### Your objective
The word "their": in how many lines of the records does it appear? Reply with the number alone.

== Material shown

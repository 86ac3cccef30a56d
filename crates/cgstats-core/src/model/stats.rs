//! Full cgroup statistics snapshot.

use std::collections::BTreeMap;

use serde::{Deserialize, Serialize};

use super::{BlkioStats, CpuStats, HugetlbStats, MemoryStats};

/// All statistics collected for one cgroup at one point in time.
///
/// `#[serde(default)]` lets snapshot files omit categories that were not
/// collected; missing categories compare as their defaults.
#[derive(Clone, Serialize, Deserialize, Debug, PartialEq, Eq, Default)]
#[serde(default)]
pub struct Stats {
    pub cpu_stats: CpuStats,
    pub memory_stats: MemoryStats,
    pub blkio_stats: BlkioStats,
    /// Huge-page usage keyed by page size (`2MB`, `1GB`).
    pub hugetlb_stats: BTreeMap<String, HugetlbStats>,
}
//! CPU cgroup metrics.

use serde::{Deserialize, Serialize};

/// Throttling counters from `cpu.stat`.
#[derive(Clone, Copy, Serialize, Deserialize, Debug, PartialEq, Eq, Default)]
#[serde(default)]
pub struct ThrottlingData {
    /// Number of enforcement periods that have elapsed.
    /// From `cpu.stat` nr_periods.
    pub periods: u64,
    /// Number of periods in which the group was throttled.
    /// From `cpu.stat` nr_throttled.
    pub throttled_periods: u64,
    /// Total time the group was throttled (ns).
    /// From `cpu.stat` throttled_time.
    pub throttled_time: u64,
}

#[derive(Clone, Serialize, Deserialize, Debug, PartialEq, Eq, Default)]
#[serde(default)]
pub struct CpuStats {
    pub throttling_data: ThrottlingData,
}
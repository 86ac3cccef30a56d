//! Memory cgroup metrics.
//!
//! Source files (cgroup v1 memory controller):
//! - `memory.usage_in_bytes`, `memory.max_usage_in_bytes`, `memory.failcnt`,
//!   `memory.limit_in_bytes` and their `memsw.` / `kmem.` variants
//! - `memory.numa_stat` - per-node page counts
//! - `memory.use_hierarchy`
//! - `memory.stat` - open set of named counters

use std::collections::BTreeMap;

use serde::{Deserialize, Serialize};

/// Usage counters of one memory accounting domain (user, swap or kernel).
#[derive(Clone, Copy, Serialize, Deserialize, Debug, PartialEq, Eq, Default)]
#[serde(default)]
pub struct MemoryData {
    /// Current usage in bytes.
    pub usage: u64,
    /// Peak usage in bytes.
    pub max_usage: u64,
    /// Number of times the limit was hit.
    pub failcnt: u64,
    /// Configured limit in bytes (u64::MAX = unlimited).
    pub limit: u64,
}

/// One line of `memory.numa_stat`: `total=N N0=a N1=b ...`.
#[derive(Clone, Serialize, Deserialize, Debug, PartialEq, Eq, Default)]
#[serde(default)]
pub struct NumaPageStats {
    /// Page count summed over all nodes.
    pub total: u64,
    /// Page count per node, indexed by node id.
    pub nodes: Vec<u64>,
}

impl NumaPageStats {
    pub fn new(total: u64, nodes: Vec<u64>) -> Self {
        Self { total, nodes }
    }
}

/// The four usage classes reported by `memory.numa_stat`.
#[derive(Clone, Serialize, Deserialize, Debug, PartialEq, Eq, Default)]
#[serde(default)]
pub struct PageUsageByNumaInner {
    pub total: NumaPageStats,
    pub file: NumaPageStats,
    pub anon: NumaPageStats,
    pub unevictable: NumaPageStats,
}

/// Per-node page usage of the group itself plus the `hierarchical_*` lines
/// aggregated over the whole subtree.
#[derive(Clone, Serialize, Deserialize, Debug, PartialEq, Eq, Default)]
#[serde(default)]
pub struct PageUsageByNuma {
    pub total: NumaPageStats,
    pub file: NumaPageStats,
    pub anon: NumaPageStats,
    pub unevictable: NumaPageStats,
    pub hierarchical: PageUsageByNumaInner,
}

#[derive(Clone, Serialize, Deserialize, Debug, PartialEq, Eq, Default)]
#[serde(default)]
pub struct MemoryStats {
    /// Memory usage (`memory.*`).
    pub usage: MemoryData,
    /// Memory plus swap usage (`memory.memsw.*`).
    pub swap_usage: MemoryData,
    /// Kernel memory usage (`memory.kmem.*`).
    pub kernel_usage: MemoryData,
    pub page_usage_by_numa: PageUsageByNuma,
    /// Whether children are accounted in this group's counters.
    pub use_hierarchy: bool,
    /// Counters from `memory.stat`, keyed by name (`cache`, `rss`, `pgfault`, ...).
    /// The set of keys depends on the kernel.
    pub stats: BTreeMap<String, u64>,
}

====

### Solution to this problem
2